Scenes from golf’s final major, taking place at Oakland Hills Country Club in Bloomfield Township, Mich.
BLOOMFIELD TOWNSHIP, Mich. - J.B. Holmes flopped in the final round of the PGA Championship, collapsing from second to 29th.
It all started under a tree.
Holmes first tee shot Sunday afternoon went near the base of a fir tree. He attempted to punch the ball back to the fairway with his 3-wood, but it barely moved and stayed within the boughs of the low-hanging evergreen.
After taking a one-shot penalty, he chipped out to the fairway and ended up two-putting for a triple-bogey 7.
Holmes didn’t regret not taking the penalty right away.
“It wouldn’t have gotten me out of the tree,” he said. “I could have taken the line of the shot, but that would have put me in the stands. Or, I could have gone back to the tee. I had to go in there and try to hit something. I tried to hit a 3-wood and I didn’t get it out.”
The long-hitting 26-year-old Kentuckian, dreaming of a spot on Ryder Cup team, couldn’t get it back together.
“Everything that could go wrong did go wrong,” he said. “It was my first time in the last group in a major and I don’t think it will be my last time.”
Holmes was 6 over through five holes and finished the forgettable round with nine bogeys, a double and the triple in an 11-over 81 to finish at 290, 13 shots behind winner Padraig Harrington.
But U.S. Ryder Cup captain Paul Azinger said Holmes shouldn’t give up hope for playing next month at home against Europe.
“I’m disappointed for J.B. Holmes, but he’s still on my radar,” Azinger said.
Phil Mickelson said he had an OK year that would have become a great one if he won the PGA Championship.
Put an OK year in the books for one of the best players on the planet.
Mickelson made a minor climb early in Sunday’s final round, but never really scared the leaders, shooting an even-par 70 that left him at 4-over 284 and tied for seventh at Oakland Hills.
“I would have liked to obviously play better, but I had a good week,” he said. “I had my ups and downs, had a little go of it early in the round and tried to make a move.”

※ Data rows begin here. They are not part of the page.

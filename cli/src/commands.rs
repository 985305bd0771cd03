//! Subcommand runners. Each takes the factory and returns data; printing lives in `output`.

use model_info::{ModelInfo, ModelInfoFactory, ModelProvider};
use serde::Serialize;

use crate::CliError;

/// Which adapter answers for a provider, `None` when nothing is registered for it.
#[derive(Debug, Clone, PartialEq, Serialize)]
pub struct ProviderRow {
    pub provider: ModelProvider,
    pub adapter: Option<String>,
}

#[derive(Debug, Clone, PartialEq, Serialize)]
pub struct CostReport {
    pub provider: ModelProvider,
    pub model: String,
    pub input_tokens: u64,
    pub output_tokens: u64,
    pub input_cost: f64,
    pub output_cost: f64,
    pub total_cost: f64,
}

pub fn providers(factory: &ModelInfoFactory) -> Vec<ProviderRow> {
    ModelProvider::all()
        .iter()
        .map(|&provider| ProviderRow {
            provider,
            adapter: factory
                .registry()
                .adapter_for(provider)
                .map(|a| a.name().to_string()),
        })
        .collect()
}

/// `strict` surfaces the lookup error; otherwise failures print as an empty list.
pub async fn models(
    factory: &ModelInfoFactory,
    provider: ModelProvider,
    strict: bool,
) -> Result<Vec<String>, CliError> {
    if strict {
        Ok(factory.get_models_or_fail(provider).await?)
    } else {
        Ok(factory.get_models(provider).await)
    }
}

pub async fn info(
    factory: &ModelInfoFactory,
    provider: ModelProvider,
    model: &str,
    strict: bool,
) -> Result<ModelInfo, CliError> {
    if strict {
        return Ok(factory.get_model_info_or_fail(provider, model).await?);
    }
    factory
        .get_model_info(provider, model)
        .await
        .ok_or_else(|| CliError::Unavailable {
            provider,
            model: model.to_string(),
        })
}

pub async fn cost(
    factory: &ModelInfoFactory,
    provider: ModelProvider,
    model: &str,
    input_tokens: u64,
    output_tokens: u64,
) -> Result<CostReport, CliError> {
    let unavailable = || CliError::Unavailable {
        provider,
        model: model.to_string(),
    };
    let input_cost = provider
        .input_cost_for_tokens(factory, model, input_tokens)
        .await
        .ok_or_else(unavailable)?;
    // Second lookup is served from the factory cache.
    let output_cost = provider
        .output_cost_for_tokens(factory, model, output_tokens)
        .await
        .ok_or_else(unavailable)?;
    Ok(CostReport {
        provider,
        model: model.to_string(),
        input_tokens,
        output_tokens,
        input_cost,
        output_cost,
        total_cost: input_cost + output_cost,
    })
}

pub async fn flush(factory: &ModelInfoFactory) -> bool {
    factory.flush_cache().await
}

Starting the round six shots out of the lead, Mickelson birdied the second, third and fourth holes to get to 1 over, cutting his deficit to four strokes. But he never got closer.
A bogey at No. 8 stopped his momentum. He had two more bogeys to offset that earlier string of birdies.
Rather than bemoan the fact that he hasn’t really come close to winning a major in 2008 — he was tied for fifth at the Masters, tied for 18th at the U.S. Open and tied for 19th at the British Open — he preferred to look ahead to the Ryder Cup matches in September.
“I don’t think anybody expects us to do that well,” he said. “However, I’m optimistic that our team is going to play well.”
See you in Augusta
Camilo Villegas, known as “Spider-Man” because of his contortionist way of looking at putting lines, may now be known as a legitimate threat in major championships.
After barely making the cut, he ended up tied for fourth to earn an invitation to next year’s Masters.
Most of the field at the PGA Championship at Oakland Hills looked at a 36-hole finish on Sunday as a marathon. Villegas looked at it as an opportunity.
Under extreme conditions, on a treacherous golf course that surrendered just three sub-par scores for the tournament, the Colombian with the long hair and athletic moves put together rounds of 67 and 68. He finished up the 67 early in the morning before posting the 68.
“I’m proud of myself,” he said. “It was tough weather and it hurt to miss those par putts, but I’m just proud of myself the way I hung tight.”
How Swede it is
Fredrik Jacobson didn’t make much of an impact on the tournament, finishing 12 shots behind Padraig Harrington in a tie for 24th.
But the Swede did earn his way onto Sunday’s highlight reel, acing the 193-yard 13th by dropping a tee shot just short of the hole and watching it roll into the cup.
“The wind was really starting to blow, so I tried to hit a low 4-iron — that was the strongest iron I had in the bag,” he said. “It started off perfect, and I said ‘Be as good as you look,’ then when it landed, I called out ‘Go in the hole!”’
Jacobson’s playing partners were amused by his mimicry of the traditional gallery yell, especially when it worked.
“The guys just cracked up when it went in, especially since I called it,” he said. “I just needed something good to happen.
Jacobson said it was his fifth ace in competitive play and it was the first in a PGA Championship since Olin Browne in 2006.